One of the nice things about the holidays is that it gives you a chance to catch up on some light reading, such as the 152-page U.S. Securities and Exchange Commission (SEC) Fiscal Year 2013 Agency Financial Report (AFR).  For those who are interested, the AFR is available here.

The SEC is required by law to prepare the AFR, which reports on the SEC's accomplishments, activities and financial position.  As you might expect, the report has many positive things to say about the SEC's mission and its activities in support of its mission.  To quote the report, the SEC's mission is "to protect investors; maintain fair, orderly and efficient markets; and facilitate capital formation."  
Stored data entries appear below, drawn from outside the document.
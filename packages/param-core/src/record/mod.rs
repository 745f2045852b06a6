//! Records: one row of a page, keyed by column key plus a stable id.

mod query;

use std::fmt;

use indexmap::IndexMap;
use serde::{Deserialize, Deserializer, Serialize};

use crate::schema::{Column, ColumnType};

pub use query::{filter_records, select_records, RecordFilter};

/// A single cell value.
///
/// Stored as plain JSON: `null`, a number, or a string. Numbers are always
/// finite.
#[derive(Debug, Clone, PartialEq, Serialize, Deserialize)]
#[serde(from = "serde_json::Value", into = "serde_json::Value")]
pub enum Value {
    Null,
    Number(f64),
    Text(String),
}

impl Value {
    /// Returns true for `Null` and the empty string.
    pub fn is_empty(&self) -> bool {
        match self {
            Value::Null => true,
            Value::Number(_) => false,
            Value::Text(s) => s.is_empty(),
        }
    }

    /// Returns the number, if this is one.
    pub fn as_number(&self) -> Option<f64> {
        match self {
            Value::Number(n) => Some(*n),
            _ => None,
        }
    }

    /// Returns the text, if this is a string.
    pub fn as_text(&self) -> Option<&str> {
        match self {
            Value::Text(s) => Some(s),
            _ => None,
        }
    }

    /// Renders the value for a table cell.
    ///
    /// Empty numbers show `NONE`, other empty cells show `-`.
    pub fn display(&self, column_type: ColumnType) -> String {
        match (column_type, self) {
            (ColumnType::Number, Value::Null) => "NONE".to_string(),
            (ColumnType::Number, Value::Text(s)) if s.is_empty() => "NONE".to_string(),
            (_, v) if v.is_empty() => "-".to_string(),
            (_, v) => v.to_string(),
        }
    }
}

/// Formats a number the way it is shown and exported: integers without a
/// fractional part, other values in shortest round-trip form.
pub fn format_number(n: f64) -> String {
    if n.fract() == 0.0 && n.abs() < 1e15 {
        format!("{}", n as i64)
    } else {
        format!("{}", n)
    }
}

impl fmt::Display for Value {
    fn fmt(&self, f: &mut fmt::Formatter<'_>) -> fmt::Result {
        match self {
            Value::Null => Ok(()),
            Value::Number(n) => f.write_str(&format_number(*n)),
            Value::Text(s) => f.write_str(s),
        }
    }
}

impl From<serde_json::Value> for Value {
    fn from(value: serde_json::Value) -> Self {
        match value {
            serde_json::Value::Null => Value::Null,
            serde_json::Value::Number(n) => n.as_f64().map(Value::Number).unwrap_or(Value::Null),
            serde_json::Value::String(s) => Value::Text(s),
            serde_json::Value::Bool(b) => Value::Text(b.to_string()),
            other => Value::Text(other.to_string()),
        }
    }
}

impl From<Value> for serde_json::Value {
    fn from(value: Value) -> Self {
        match value {
            Value::Null => serde_json::Value::Null,
            Value::Number(n) if n.fract() == 0.0 && n.abs() < 9_007_199_254_740_992.0 => {
                serde_json::Value::from(n as i64)
            }
            Value::Number(n) => serde_json::Value::from(n),
            Value::Text(s) => serde_json::Value::String(s),
        }
    }
}

impl From<&str> for Value {
    fn from(s: &str) -> Self {
        Value::Text(s.to_string())
    }
}

impl From<f64> for Value {
    fn from(n: f64) -> Self {
        if n.is_finite() {
            Value::Number(n)
        } else {
            Value::Null
        }
    }
}

/// One row of a page.
#[derive(Debug, Clone, PartialEq, Serialize, Deserialize)]
pub struct Record {
    /// Unique within the page, never reused
    #[serde(deserialize_with = "string_or_number")]
    pub id: String,
    /// Cell values keyed by column key, in insertion order
    #[serde(flatten)]
    pub fields: IndexMap<String, Value>,
}

impl Record {
    /// Creates a record with no fields.
    pub fn new(id: impl Into<String>) -> Self {
        Self {
            id: id.into(),
            fields: IndexMap::new(),
        }
    }

    /// Creates a record with every column set to its type default.
    pub fn with_defaults(id: impl Into<String>, columns: &[Column]) -> Self {
        let mut record = Self::new(id);
        record.backfill(columns);
        record
    }

    /// Returns the value stored under `key`.
    pub fn get(&self, key: &str) -> Option<&Value> {
        self.fields.get(key)
    }

    /// Sets the value stored under `key`.
    pub fn set(&mut self, key: impl Into<String>, value: Value) {
        self.fields.insert(key.into(), value);
    }

    /// Builder form of [`Record::set`].
    pub fn with(mut self, key: impl Into<String>, value: impl Into<Value>) -> Self {
        self.set(key, value.into());
        self
    }

    /// Inserts the type default for every column the record lacks.
    ///
    /// Keys left over from earlier schemas are kept.
    pub fn backfill(&mut self, columns: &[Column]) {
        for column in columns {
            self.fields
                .entry(column.key.clone())
                .or_insert_with(|| column.default_value());
        }
    }
}

fn string_or_number<'de, D>(deserializer: D) -> Result<String, D::Error>
where
    D: Deserializer<'de>,
{
    match serde_json::Value::deserialize(deserializer)? {
        serde_json::Value::String(s) => Ok(s),
        serde_json::Value::Number(n) => Ok(n.to_string()),
        other => Err(serde::de::Error::custom(format!(
            "record id must be a string or number, got {}",
            other
        ))),
    }
}

#[cfg(test)]
mod tests {
    use super::*;
    use ntest::timeout;

    #[timeout(1000)]
    #[test]
    fn test_record_serializes_flat() {
        let record = Record::new("r1").with("name", "Widget").with("qty", 5.0);
        let json = serde_json::to_value(&record).unwrap();
        assert_eq!(json, serde_json::json!({"id": "r1", "name": "Widget", "qty": 5}));

        let back: Record = serde_json::from_value(json).unwrap();
        assert_eq!(back, record);
    }

    #[timeout(1000)]
    #[test]
    fn test_field_order_kept() {
        let record = Record::new("r1").with("zeta", "a").with("alpha", "b");
        assert_eq!(
            serde_json::to_string(&record).unwrap(),
            r#"{"id":"r1","zeta":"a","alpha":"b"}"#
        );

        let parsed: Record = serde_json::from_str(r#"{"width":1,"id":"r2","depth":2,"area":3}"#).unwrap();
        let keys: Vec<&str> = parsed.fields.keys().map(String::as_str).collect();
        assert_eq!(keys, vec!["width", "depth", "area"]);
    }

    #[timeout(1000)]
    #[test]
    fn test_numeric_id_accepted() {
        let record: Record = serde_json::from_str(r#"{"id": 42, "qty": null}"#).unwrap();
        assert_eq!(record.id, "42");
        assert_eq!(record.get("qty"), Some(&Value::Null));
    }

    #[timeout(1000)]
    #[test]
    fn test_backfill_keeps_existing_and_stale_keys() {
        let columns = vec![
            Column::new("name", "Name", ColumnType::Text),
            Column::new("qty", "Qty", ColumnType::Number),
        ];
        let mut record = Record::new("r1").with("name", "Bolt").with("old", "x");
        record.backfill(&columns);
        assert_eq!(record.get("name"), Some(&Value::from("Bolt")));
        assert_eq!(record.get("qty"), Some(&Value::Null));
        assert_eq!(record.get("old"), Some(&Value::from("x")));
    }

    #[timeout(1000)]
    #[test]
    fn test_display_placeholders() {
        assert_eq!(Value::Null.display(ColumnType::Number), "NONE");
        assert_eq!(Value::Number(3.5).display(ColumnType::Number), "3.5");
        assert_eq!(Value::from("").display(ColumnType::Text), "-");
        assert_eq!(Value::from("ok").display(ColumnType::Select), "ok");
    }

    #[timeout(1000)]
    #[test]
    fn test_format_number() {
        assert_eq!(format_number(5.0), "5");
        assert_eq!(format_number(-2.0), "-2");
        assert_eq!(format_number(3.25), "3.25");
    }

    #[timeout(1000)]
    #[test]
    fn test_non_finite_becomes_null() {
        assert_eq!(Value::from(f64::NAN), Value::Null);
        assert_eq!(Value::from(f64::INFINITY), Value::Null);
    }
}
impl Database {
    /// Creates a database over `store`.
    pub fn new(store: Arc<dyn KeyValueStore>) -> Self {
        Self::with_ids(store, IdGenerator::new())
    }

    /// Creates a database with an explicit id generator.
    pub fn with_ids(store: Arc<dyn KeyValueStore>, ids: IdGenerator) -> Self {
        Self {
            store,
            ids,
            page_locks: Mutex::new(HashMap::new()),
            data_lock: Mutex::new(()),
        }
    }

    /// Id generator used by this database.
    pub fn ids(&self) -> &IdGenerator {
        &self.ids
    }

    fn load<T: DeserializeOwned + Default>(&self, key: &str) -> Result<T> {
        match self.store.get(key)? {
            None | Some(Json::Null) => Ok(T::default()),
            Some(value) => serde_json::from_value(value).map_err(|e| {
                ParamError::DataCorruption(format!("Stored '{}' is malformed: {}", key, e))
            }),
        }
    }

    fn save<T: Serialize>(&self, key: &str, value: &T) -> Result<()> {
        self.store.put(key, serde_json::to_value(value)?)
    }

    fn page_lock(&self, page_id: &str) -> Result<Arc<Mutex<()>>> {
        let mut locks = self.page_locks.lock().map_err(|_| ParamError::LockPoisoned)?;
        Ok(locks
            .entry(page_id.to_string())
            .or_insert_with(|| Arc::new(Mutex::new(())))
            .clone())
    }

    // Users and sessions

    /// Stored users.
    pub fn users(&self) -> Result<Vec<User>> {
        self.load(USERS_KEY)
    }

    /// Replaces the user list.
    pub fn save_users(&self, users: &[User]) -> Result<()> {
        self.save(USERS_KEY, &users)
    }

    /// Seeds the default administrator when no users exist.
    ///
    /// # Returns
    /// `true` if an account was created.
    pub fn ensure_default_admin(&self, config: &AppConfig) -> Result<bool> {
        if !self.users()?.is_empty() {
            return Ok(false);
        }
        let admin = User {
            id: "1".to_string(),
            username: config.default_admin_username.clone(),
            password: config.default_admin_password.clone(),
            role: Role::Admin,
        };
        self.save_users(&[admin])?;
        tracing::info!(username = %config.default_admin_username, "Seeded default administrator");
        Ok(true)
    }

    /// Checks credentials, records the current user and opens a session.
    pub fn login(&self, username: &str, password: &str) -> Result<Session> {
        let users = self.users()?;
        let user = authenticate(&users, username, password)?.clone();
        self.set_current_user(&user)?;
        tracing::info!(username, "User logged in");
        Ok(Session::new(user))
    }

    /// The stored current user, if any.
    pub fn current_user(&self) -> Result<Option<User>> {
        self.load(CURRENT_USER_KEY)
    }

    /// Stores `user` as the current user.
    pub fn set_current_user(&self, user: &User) -> Result<()> {
        self.save(CURRENT_USER_KEY, user)
    }

    /// Session of the stored current user, if any.
    pub fn current_session(&self) -> Result<Option<Session>> {
        Ok(self.current_user()?.map(Session::new))
    }

    /// Clears the current user.
    pub fn logout(&self) -> Result<()> {
        self.store.remove(CURRENT_USER_KEY)
    }

    /// Creates an account.
    pub fn create_user(&self, username: &str, password: &str, role: Role) -> Result<User> {
        let mut users = self.users()?;
        validate_new_user(&users, username, password)?;
        let user = User {
            id: self.ids.next_id(),
            username: username.to_string(),
            password: password.to_string(),
            role,
        };
        users.push(user.clone());
        self.save_users(&users)?;
        Ok(user)
    }

    // Pages

    /// Stored page configs.
    pub fn pages(&self) -> Result<Vec<Page>> {
        self.load(PAGE_CONFIGS_KEY)
    }

    /// Replaces the page config list.
    pub fn save_pages(&self, pages: &[Page]) -> Result<()> {
        self.save(PAGE_CONFIGS_KEY, &pages)
    }

    /// Looks up one page.
    pub fn page(&self, page_id: &str) -> Result<Page> {
        self.pages()?
            .into_iter()
            .find(|p| p.id == page_id)
            .ok_or_else(|| ParamError::PageNotFound {
                page: page_id.to_string(),
            })
    }

    /// Creates an empty page.
    pub fn create_page(&self, session: &Session, name: &str) -> Result<Page> {
        session.require_admin("create page")?;
        let mut pages = self.pages()?;
        let mut id = self.ids.next_id();
        while pages.iter().any(|p| p.id == id) {
            id = self.ids.next_id();
        }
        let page = Page::new(id, name)?;
        pages.push(page.clone());
        self.save_pages(&pages)?;
        tracing::info!(page = %page.id, name = %page.name, "Page created");
        Ok(page)
    }

    /// Renames a page.
    pub fn rename_page(&self, session: &Session, page_id: &str, name: &str) -> Result<Page> {
        session.require_admin("rename page")?;
        self.modify_page(page_id, |page| page.rename(name))
    }

    /// Replaces a page's column list.
    pub fn update_columns(
        &self,
        session: &Session,
        page_id: &str,
        columns: Vec<Column>,
    ) -> Result<Page> {
        session.require_admin("edit columns")?;
        self.modify_page(page_id, |page| page.replace_columns(columns))
    }

    fn modify_page<F>(&self, page_id: &str, f: F) -> Result<Page>
    where
        F: FnOnce(&mut Page) -> Result<()>,
    {
        let mut pages = self.pages()?;
        let page = pages
            .iter_mut()
            .find(|p| p.id == page_id)
            .ok_or_else(|| ParamError::PageNotFound {
                page: page_id.to_string(),
            })?;
        f(page)?;
        let updated = page.clone();
        self.save_pages(&pages)?;
        Ok(updated)
    }

    /// Deletes a page together with all its records.
    pub fn delete_page(&self, session: &Session, page_id: &str) -> Result<()> {
        session.require_admin("delete page")?;
        let lock = self.page_lock(page_id)?;
        let _page_guard = lock.lock().map_err(|_| ParamError::LockPoisoned)?;

        let mut pages = self.pages()?;
        let before = pages.len();
        pages.retain(|p| p.id != page_id);
        if pages.len() == before {
            return Err(ParamError::PageNotFound {
                page: page_id.to_string(),
            });
        }
        self.save_pages(&pages)?;

        let _data_guard = self.data_lock.lock().map_err(|_| ParamError::LockPoisoned)?;
        let mut all = self.raw_page_data()?;
        all.remove(page_id);
        self.store.put(PAGE_DATA_KEY, Json::Object(all))?;
        tracing::info!(page = page_id, "Page deleted");
        Ok(())
    }

    // Records

    fn raw_page_data(&self) -> Result<Map<String, Json>> {
        match self.store.get(PAGE_DATA_KEY)? {
            None | Some(Json::Null) => Ok(Map::new()),
            Some(Json::Object(map)) => Ok(map),
            Some(_) => Err(ParamError::DataCorruption(
                "Stored 'pageData' is not an object".to_string(),
            )),
        }
    }

    fn stored_records(&self, page_id: &str) -> Result<Vec<Record>> {
        match self.raw_page_data()?.remove(page_id) {
            None | Some(Json::Null) => Ok(Vec::new()),
            Some(value) => serde_json::from_value(value).map_err(|e| {
                ParamError::DataCorruption(format!("Records of page '{}' are malformed: {}", page_id, e))
            }),
        }
    }

    fn write_records(&self, page_id: &str, records: &[Record]) -> Result<()> {
        let _data_guard = self.data_lock.lock().map_err(|_| ParamError::LockPoisoned)?;
        let mut all = self.raw_page_data()?;
        all.insert(page_id.to_string(), serde_json::to_value(records)?);
        self.store.put(PAGE_DATA_KEY, Json::Object(all))
    }

    /// Records of a page, each back-filled with defaults for current columns.
    pub fn records(&self, page_id: &str) -> Result<Vec<Record>> {
        let page = self.page(page_id)?;
        let mut records = self.stored_records(page_id)?;
        for record in &mut records {
            record.backfill(&page.columns);
        }
        Ok(records)
    }

    /// All stored records keyed by page id, as persisted.
    pub fn all_page_data(&self) -> Result<PageData> {
        serde_json::from_value(Json::Object(self.raw_page_data()?)).map_err(|e| {
            ParamError::DataCorruption(format!("Stored 'pageData' is malformed: {}", e))
        })
    }

    /// Replaces a page's whole record list.
    pub fn replace_all(&self, page_id: &str, records: &[Record]) -> Result<()> {
        let lock = self.page_lock(page_id)?;
        let _page_guard = lock.lock().map_err(|_| ParamError::LockPoisoned)?;
        self.write_records(page_id, records)
    }

    /// A new, unsaved record with every column at its default.
    pub fn new_record(&self, page_id: &str) -> Result<Record> {
        let page = self.page(page_id)?;
        Ok(Record::with_defaults(self.ids.next_id(), &page.columns))
    }

    /// Saves a record: replaces the one with the same id, or appends.
    pub fn save_record(&self, session: &Session, page_id: &str, record: Record) -> Result<()> {
        session.require_admin("save record")?;
        self.page(page_id)?;
        let lock = self.page_lock(page_id)?;
        let _page_guard = lock.lock().map_err(|_| ParamError::LockPoisoned)?;

        let mut records = self.stored_records(page_id)?;
        match records.iter_mut().find(|r| r.id == record.id) {
            Some(slot) => *slot = record,
            None => records.push(record),
        }
        self.write_records(page_id, &records)
    }

    /// Deletes one record.
    pub fn delete_record(&self, session: &Session, page_id: &str, record_id: &str) -> Result<()> {
        session.require_admin("delete record")?;
        let lock = self.page_lock(page_id)?;
        let _page_guard = lock.lock().map_err(|_| ParamError::LockPoisoned)?;

        let mut records = self.stored_records(page_id)?;
        let before = records.len();
        records.retain(|r| r.id != record_id);
        if records.len() == before {
            return Err(ParamError::RecordNotFound {
                page: page_id.to_string(),
                record: record_id.to_string(),
            });
        }
        self.write_records(page_id, &records)
    }

    // Import

    /// Merges decoded rows into a page and persists the result.
    pub fn import_rows(
        &self,
        session: &Session,
        page_id: &str,
        data: &TabularData,
    ) -> Result<ImportReport> {
        session.require_admin("import")?;
        let page = self.page(page_id)?;
        let lock = self.page_lock(page_id)?;
        let _page_guard = lock.lock().map_err(|_| ParamError::LockPoisoned)?;

        let existing = self.stored_records(page_id)?;
        let outcome = import_records(&data.rows, &data.headers, &page.columns, &existing, &self.ids);
        self.write_records(page_id, &outcome.records)?;

        tracing::info!(
            page = page_id,
            imported = outcome.imported,
            mapped_headers = outcome.mapping.len(),
            total = outcome.records.len(),
            "Import committed"
        );
        Ok(ImportReport {
            imported: outcome.imported,
            mapping: outcome.mapping.matches().to_vec(),
        })
    }

    /// Reads, decodes and imports a CSV or JSON file into a page.
    ///
    /// Nothing is written unless the whole file decodes.
    ///
    /// # Errors
    /// `UnsupportedFormat`, `ReadFailure` or `ParseFailure` before any change;
    /// `PermissionDenied` / `PageNotFound` for the target.
    pub fn import_file<R: Read>(
        &self,
        session: &Session,
        page_id: &str,
        file_name: &str,
        reader: R,
    ) -> Result<ImportReport> {
        session.require_admin("import")?;
        let format = FileFormat::from_filename(file_name)?;
        let text = read_source(reader)?;
        let data = decode(format, &text, self.ids.next_seed())?;
        tracing::debug!(
            file_name,
            headers = data.headers.len(),
            rows = data.rows.len(),
            "Import file decoded"
        );
        self.import_rows(session, page_id, &data)
    }

    // Export

    /// Renders a page's records, optionally only the selected ids.
    pub fn export_page(
        &self,
        page_id: &str,
        format: FileFormat,
        selected: Option<&[String]>,
    ) -> Result<String> {
        let page = self.page(page_id)?;
        let records = self.records(page_id)?;
        match selected {
            Some(ids) => export(format, select_records(&records, ids), &page.columns),
            None => export(format, &records, &page.columns),
        }
    }

    // Backup

    /// Snapshot of the whole stored state.
    pub fn export_backup(&self, config: &AppConfig) -> Result<BackupSnapshot> {
        Ok(encode_snapshot(
            self.users()?,
            self.pages()?,
            self.all_page_data()?,
            self.current_user()?,
            &config.backup_version,
            chrono::Utc::now(),
        ))
    }

    /// Replaces users, pages and page data from a backup document and
    /// clears the current user.
    ///
    /// Malformed optional sections are left as they were. Nothing changes
    /// when the document fails validation.
    pub fn restore_backup(&self, session: &Session, text: &str) -> Result<BackupInfo> {
        session.require_admin("restore backup")?;
        let restored = decode_snapshot(text)?;

        // Page locks first, in sorted order, then the data lock.
        let mut affected: Vec<String> = self.raw_page_data()?.keys().cloned().collect();
        affected.extend(self.pages()?.into_iter().map(|p| p.id));
        affected.extend(restored.page_data.keys().cloned());
        if let Some(pages) = &restored.pages {
            affected.extend(pages.iter().map(|p| p.id.clone()));
        }
        affected.sort();
        affected.dedup();
        let locks = affected
            .iter()
            .map(|id| self.page_lock(id))
            .collect::<Result<Vec<_>>>()?;
        let _page_guards = locks
            .iter()
            .map(|lock| lock.lock().map_err(|_| ParamError::LockPoisoned))
            .collect::<Result<Vec<_>>>()?;

        let _data_guard = self.data_lock.lock().map_err(|_| ParamError::LockPoisoned)?;
        if let Some(users) = &restored.users {
            self.save_users(users)?;
        }
        if let Some(pages) = &restored.pages {
            self.save_pages(pages)?;
        }
        self.save(PAGE_DATA_KEY, &restored.page_data)?;
        self.store.remove(CURRENT_USER_KEY)?;

        tracing::info!(
            version = %restored.info.version,
            pages = restored.info.page_count,
            users = restored.info.user_count,
            "Backup restored"
        );
        Ok(restored.info)
    }
}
A few factoids from the report that I found especially interesting:

  • Much of the SEC's agenda in 2013 was driven by implementing the provisions of the Dodd-Frank Act.  The Dodd-Frank Act contains more than 90 provisions that require SEC rulemaking according to page 14 of the AFR.  I wonder how many Members of Congress who voted for the Dodd-Frank Act actually read all 90+ provisions before they cast their vote?!
  • The SEC has 11 regional offices, including one in Fort Worth, Texas.  The SEC's Fort Worth Regional Office covers Texas, Oklahoma, Arkansas and Kansas (except that Kansas's exam program is administered by the SEC's Denver Regional Office).  Kansas is the only state in the country in which the entire state is subject to joint responsibility by two SEC Regional Offices.  California is split into two Regional Offices - Northern California is the responsibility of the SEC's San Francisco Regional Office and Southern California is the responsibility of the SEC's Los Angeles Regional Office.  (See page 9 of the AFR.)
  • The Sarbanes-Oxley Act requires the SEC to review the financial disclosures of at least 33% of all companies publicly reporting under the Exchange Act each year.  In 2013, the SEC reviewed 52% of all reporting companies.  (See page 44 of the AFR).
  • On average, the SEC's Division of Corporate Finance took 25.6 days to provide initial comments to company filings under the Securities Act.  (See page 44 of AFR).